I definitely thing our minds work us up a lot though. Just last week, I was SO nervous to go on a 30 min. car ride, but I brought the little container, and I didn't have to go for almost 3 hours! It might be embarrassing but doing little things like that give you some piece of mind. :)
It's hard in school for me, and that's what I'm struggling with most right now. I always have the urge to go pee, but my teachers are extremely understanding about it.
As for your friends, I would explain to them exactly what IC is and let them know how you feel about long car rides or public places. Talking, in my opinion, is the best thing to do because it lets you relieve any stress you have. :bunny:
You know, me being a guy, I feel even worse about it. I have never seen a guy that had to go to the bathroom every 30 mins. I've worked in offices around many guys, and they always went every few hours. Not only that, IC and Prostatitis are very similar and I feel that's its embarrassing to tell another guy that you have IC or Prostatitis because its not something that a guy my age (30s) should have problems with! Every family member that I've asked , always brushes it off and says "don't worry about your prostate, that's not to worry until you become an old man."
DaniMSC
08-02-2012, 07:03 PM
Robert you're right on about the excitement thing- it's true for me too. When I started a part-time job directing a church choir, I was terrified that IC would be a huge issue. Yes, I ended up having to hold it a lot and that wasn't fun, but I was always so engrossed in directing the rehearsal that my brain was able to override the bladder signals and I'd make it a whole hour without peeing!

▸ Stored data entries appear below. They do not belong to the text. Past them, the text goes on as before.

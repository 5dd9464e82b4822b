//! End-to-end request/response scenarios against a mock Authware API.

use std::time::Duration;

use authware::{ErrorKind, Requester};
use authware::client::{Request, ResponseStatus};
use serde_json::json;
use wiremock::matchers::{body_json, header, header_exists, method, path};
use wiremock::{Mock, MockServer, ResponseTemplate};

use super::common::{app, application_json, APP_ID};

#[tokio::test]
async fn initialize_application_decodes_record() {
    let server = MockServer::start().await;
    Mock::given(method("POST"))
        .and(path("/app"))
        .and(body_json(json!({"app_id": APP_ID})))
        .and(header("X-Authware-App-Version", "9.9.9"))
        .and(header_exists("X-Request-DateTime"))
        .respond_with(ResponseTemplate::new(200).set_body_json(application_json()))
        .expect(1)
        .mount(&server)
        .await;

    let app = app(&server);
    let application = app.initialize_application().await.unwrap();
    assert_eq!(application.id.to_string(), APP_ID);
    assert_eq!(application.to_string(), "Integration (v9.9.9)");
}

#[tokio::test]
async fn bad_credentials_surface_api_error() {
    let server = MockServer::start().await;
    Mock::given(method("POST"))
        .and(path("/user/auth"))
        .respond_with(
            ResponseTemplate::new(401)
                .set_body_json(json!({"code": 1, "message": "Invalid credentials"})),
        )
        .mount(&server)
        .await;

    let err = app(&server).login("alice", "wrong").await.unwrap_err();
    match &err.kind {
        ErrorKind::Api { status, response } => {
            assert_eq!(*status, 401);
            assert_eq!(response.code, ResponseStatus::Error);
            assert_eq!(response.message.as_deref(), Some("Invalid credentials"));
        }
        other => panic!("Expected Api error, got {other:?}"),
    }
    assert!(!err.is_rate_limited());
    assert!(!err.is_update_required());
}

#[tokio::test]
async fn html_rate_limit_page_has_no_envelope() {
    let server = MockServer::start().await;
    Mock::given(method("POST"))
        .and(path("/user/auth"))
        .respond_with(
            ResponseTemplate::new(429)
                .insert_header("Retry-After", "30")
                .set_body_string("<html><body>Too Many Requests</body></html>"),
        )
        .mount(&server)
        .await;

    let err = app(&server).login("alice", "pw").await.unwrap_err();
    match &err.kind {
        ErrorKind::RateLimited {
            retry_after,
            response,
        } => {
            assert_eq!(*retry_after, Duration::from_secs(30));
            assert!(response.is_none());
        }
        other => panic!("Expected RateLimited, got {other:?}"),
    }
}

#[tokio::test]
async fn json_rate_limit_carries_envelope() {
    let server = MockServer::start().await;
    Mock::given(method("GET"))
        .and(path("/app/variables"))
        .respond_with(
            ResponseTemplate::new(429)
                .insert_header("Retry-After", "5")
                .set_body_json(json!({"code": 1, "message": "Slow down"})),
        )
        .mount(&server)
        .await;

    let err = app(&server).application_variables(None).await.unwrap_err();
    assert_eq!(err.retry_after(), Some(Duration::from_secs(5)));
    assert_eq!(
        err.envelope().and_then(|e| e.message.as_deref()),
        Some("Slow down")
    );
}

#[tokio::test]
async fn update_required_carries_updater_url() {
    let server = MockServer::start().await;
    Mock::given(method("POST"))
        .and(path("/app"))
        .respond_with(
            ResponseTemplate::new(403)
                .insert_header("X-Updater-URL", "https://example.com/update")
                .set_body_json(json!({"code": 7})),
        )
        .mount(&server)
        .await;

    let err = app(&server).initialize_application().await.unwrap_err();
    assert!(err.is_update_required());
    assert_eq!(err.update_url(), Some("https://example.com/update"));
}

#[tokio::test]
async fn update_required_without_header_is_missing_header() {
    let server = MockServer::start().await;
    Mock::given(method("POST"))
        .and(path("/app"))
        .respond_with(ResponseTemplate::new(403).set_body_json(json!({"code": 7})))
        .mount(&server)
        .await;

    let err = app(&server).initialize_application().await.unwrap_err();
    assert!(matches!(err.kind, ErrorKind::MissingHeader { status: 403, .. }));
}

#[tokio::test]
async fn unparsable_error_body_is_distinct_from_api_error() {
    let server = MockServer::start().await;
    Mock::given(method("GET"))
        .and(path("/user/profile"))
        .respond_with(ResponseTemplate::new(502).set_body_string("Bad Gateway"))
        .mount(&server)
        .await;

    let err = app(&server)
        .profile(&authware::Credential::bearer("T"))
        .await
        .unwrap_err();
    match &err.kind {
        ErrorKind::UnparsableErrorResponse { status, body } => {
            assert_eq!(*status, 502);
            assert_eq!(body, "Bad Gateway");
        }
        other => panic!("Expected UnparsableErrorResponse, got {other:?}"),
    }
}

#[tokio::test]
async fn concurrent_calls_are_independent() {
    let server = MockServer::start().await;
    Mock::given(method("GET"))
        .and(path("/user/profile"))
        .and(header("Authorization", "Bearer first"))
        .respond_with(ResponseTemplate::new(200).set_body_json(json!({"who": "first"})))
        .mount(&server)
        .await;
    Mock::given(method("GET"))
        .and(path("/user/profile"))
        .and(header("Authorization", "second-key"))
        .respond_with(ResponseTemplate::new(200).set_body_json(json!({"who": "second"})))
        .mount(&server)
        .await;

    let requester: Requester = app(&server).requester().clone();
    let first = requester.send::<serde_json::Value>(
        Request::get("user/profile").credential(authware::Credential::bearer("first")),
    );
    let second = requester.send::<serde_json::Value>(
        Request::get("user/profile").credential(authware::Credential::api_key("second-key")),
    );
    let (first, second) = tokio::join!(first, second);

    assert_eq!(first.unwrap()["who"], "first");
    assert_eq!(second.unwrap()["who"], "second");
}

I'd often show up and leave exhausted as well, but during the rehearsal itself, I was having such a good time that I was able to muscle through.
Also I totally hear what you are saying about being a man who pees a lot...on the one hand, there are less lines for your bathrooms, but on the other, you're right, men typically go way less than women even without IC so it would feel even more exposed for you.
smashley
08-09-2012, 02:15 AM
I believe always having to have a bathroom in signt is an annoyance, but it's not that big of a deal. The big deal is feeling so terrible that you CANT go to the bathroom, CANT stand in a room full of people and CANT go on trips because it's so terribly painfull. Thats the part that hurts me the most. So what if I have to go 100 times a day? But if that 100 times a day means i'm crying on the toilet because the pain and exreemely uncomfortable sesations of urgency, THATS what makes me so depressed. People don't understand, you FEEL absolutely terrible. They just think oh if I had to goo a liytle extra it wouldn't be a bug deal, because its not and eventhough thats part of the illness, its not the reason most of us dont go out. If I can barely get off the couch and your upset because I can't go to an event with you, then maybe our friendship isn't a true friendship. Thats what I would say!